● Your goal: Retype only the lines at the head of the records, first through the one with "pub const MIN_FINITE_PIXELS: usize = 4;", exactly as written.

..............................

// This Source Code Form is subject to the terms of the Mozilla Public
// License, v. 2.0. If a copy of the MPL was not distributed with this
// file, You can obtain one at http://mozilla.org/MPL/2.0/.

/*!
Useful constants.

All constants *must* be double precision. Aegean should do as many
calculations as possible in double precision before converting to a lower
precision, if it is ever required.
 */

pub use std::f64::consts::PI;

/// Conversion factor from a Gaussian's FWHM to its standard deviation:
/// `sigma = fwhm / FWHM_TO_SIGMA`.
pub const FWHM_TO_SIGMA: f64 = 2.354_820_045_030_949_3; // 2 * sqrt(2 * ln 2)

/// Scales an interquartile range to a Gaussian standard deviation:
/// `sigma = (p75 - p25) / IQR_TO_SIGMA`.
pub const IQR_TO_SIGMA: f64 = 1.34896;

/// Default seed-clip threshold (multiples of the local rms) used by the
/// island segmenter.
pub const DEFAULT_SEED_CLIP: f64 = 5.0;

/// Default flood-clip threshold (multiples of the local rms) used by the
/// island segmenter.
pub const DEFAULT_FLOOD_CLIP: f64 = 4.0;

/// Number of sub-tiles per beam-scaled background/rms mesh axis.
pub const DEFAULT_MESH: f64 = 20.0;

/// Minimum number of finite pixels in a background/rms tile (or in an
/// island) before a fit is even attempted; fewer than this and the tile (or
/// island) is flagged rather than estimated.
pub const MIN_FINITE_PIXELS: usize = 4;

/// Islands with a finite-pixel count in `[MIN_FINITE_PIXELS, FIXED2PSF_MAX_PIXELS]`
/// get their shape frozen to the pixel beam rather than fitted freely.
pub const FIXED2PSF_MAX_PIXELS: usize = 6;

/// Number of islands submitted to the worker pool per batch.
pub const ISLAND_BATCH_SIZE: usize = 20;

/// Default maximum number of Levenberg-Marquardt iterations per island fit.
pub const DEFAULT_MAX_ITERATIONS: usize = 200;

..............................

● Response box:
// This Source Code Form is subject to the terms of the Mozilla Public
// License, v. 2.0. If a copy of the MPL was not distributed with this
// file, You can obtain one at http://mozilla.org/MPL/2.0/.

/*!
Useful constants.

All constants *must* be double precision. Aegean should do as many
calculations as possible in double precision before converting to a lower
precision, if it is ever required.
 */

pub use std::f64::consts::PI;

/// Conversion factor from a Gaussian's FWHM to its standard deviation:
/// `sigma = fwhm / FWHM_TO_SIGMA`.
pub const FWHM_TO_SIGMA: f64 = 2.354_820_045_030_949_3; // 2 * sqrt(2 * ln 2)

/// Scales an interquartile range to a Gaussian standard deviation:
/// `sigma = (p75 - p25) / IQR_TO_SIGMA`.
pub const IQR_TO_SIGMA: f64 = 1.34896;

/// Default seed-clip threshold (multiples of the local rms) used by the
/// island segmenter.
pub const DEFAULT_SEED_CLIP: f64 = 5.0;

/// Default flood-clip threshold (multiples of the local rms) used by the
/// island segmenter.
pub const DEFAULT_FLOOD_CLIP: f64 = 4.0;

/// Number of sub-tiles per beam-scaled background/rms mesh axis.
pub const DEFAULT_MESH: f64 = 20.0;

/// Minimum number of finite pixels in a background/rms tile (or in an
/// island) before a fit is even attempted; fewer than this and the tile (or
/// island) is flagged rather than estimated.
pub const MIN_FINITE_PIXELS: usize = 4;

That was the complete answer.